Start of Block

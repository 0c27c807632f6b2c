//! Unified error type for the ha-bot.

use thiserror::Error;

#[derive(Debug, Error)]
pub enum Error {
    #[error("HTTP request failed: {0}")]
    Http(String),

    #[error("JSON parse error: {0}")]
    Json(#[from] serde_json::Error),

    #[error("Auth error: {0}")]
    Auth(String),

    #[error("Config error: {0}")]
    Config(String),

    #[error("Bybit API error (status={status}, retCode={code}): {message}")]
    ExchangeApi {
        status: u16,
        code: i64,
        message: String,
    },

    #[error("Rate limited, retry after {retry_after_ms}ms")]
    RateLimited { retry_after_ms: u64 },

    #[error("Malformed exchange data: {0}")]
    MalformedData(String),

    #[error("IO error: {0}")]
    Io(#[from] std::io::Error),
}

impl Error {
    /// True for failures of the network collaborator. The polling loop
    /// abandons the cycle on these and tries again next interval.
    pub fn is_transport(&self) -> bool {
        matches!(
            self,
            Error::Http(_)
                | Error::ExchangeApi { .. }
                | Error::RateLimited { .. }
                | Error::MalformedData(_)
        )
    }
}
//! Reversal signal detection over the last two HA candles.

use common::{HaCandle, Side};
use tracing::warn;

use crate::error::CycleError;

/// Entry, stop and target prices of a signal.
#[derive(Debug, Clone, Copy, PartialEq)]
pub struct SignalLevels {
    pub entry: f64,
    pub stop_loss: f64,
    pub take_profit: f64,
}

#[derive(Debug, Clone, Copy, PartialEq)]
pub enum Signal {
    None,
    Buy(SignalLevels),
    Sell(SignalLevels),
}

impl Signal {
    pub fn side(&self) -> Option<Side> {
        match self {
            Signal::None => None,
            Signal::Buy(_) => Some(Side::Buy),
            Signal::Sell(_) => Some(Side::Sell),
        }
    }

    pub fn levels(&self) -> Option<&SignalLevels> {
        match self {
            Signal::None => None,
            Signal::Buy(levels) | Signal::Sell(levels) => Some(levels),
        }
    }
}

/// Bearish-to-bullish (or the mirror) HA reversal detector.
#[derive(Debug, Clone)]
pub struct SignalDetector {
    /// Absolute distance beyond the previous candle's extreme.
    pub sl_buffer: f64,
    /// Extra target margin as a fraction of entry.
    pub tp_extra: f64,
}

impl SignalDetector {
    pub fn new(sl_buffer: f64, tp_extra: f64) -> Self {
        Self { sl_buffer, tp_extra }
    }

    /// Classify the last two candles of `ha`.
    ///
    /// Ties on any comparison are not a signal.
    pub fn detect(&self, ha: &[HaCandle]) -> Result<Signal, CycleError> {
        let [.., prev, last] = ha else {
            return Err(CycleError::InsufficientData {
                needed: 2,
                got: ha.len(),
            });
        };

        let buy = last.is_bullish() && prev.is_bearish() && last.low > prev.low;
        let sell = last.is_bearish() && prev.is_bullish() && last.high < prev.high;
        debug_assert!(!(buy && sell), "buy and sell matched on the same candles");

        if buy {
            let entry = last.close;
            let stop_loss = prev.low - self.sl_buffer;
            let take_profit = entry + 2.0 * (entry - stop_loss) + entry * self.tp_extra;
            return Ok(Signal::Buy(SignalLevels {
                entry,
                stop_loss,
                take_profit,
            }));
        }

        if sell {
            let entry = last.close;
            let stop_loss = prev.high + self.sl_buffer;
            let take_profit = entry - 2.0 * (stop_loss - entry) - entry * self.tp_extra;
            if take_profit <= 0.0 {
                warn!(
                    "Sell take-profit {} is not positive (entry={} stop={}); the gate will skip it",
                    take_profit, entry, stop_loss
                );
            }
            return Ok(Signal::Sell(SignalLevels {
                entry,
                stop_loss,
                take_profit,
            }));
        }

        Ok(Signal::None)
    }
}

End of Block

ASSIGNED TASK:
Show all lines in the records above that hold "HaCandle".

EXPECTED ANSWER:
use common::{HaCandle, Side};
    pub fn detect(&self, ha: &[HaCandle]) -> Result<Signal, CycleError> {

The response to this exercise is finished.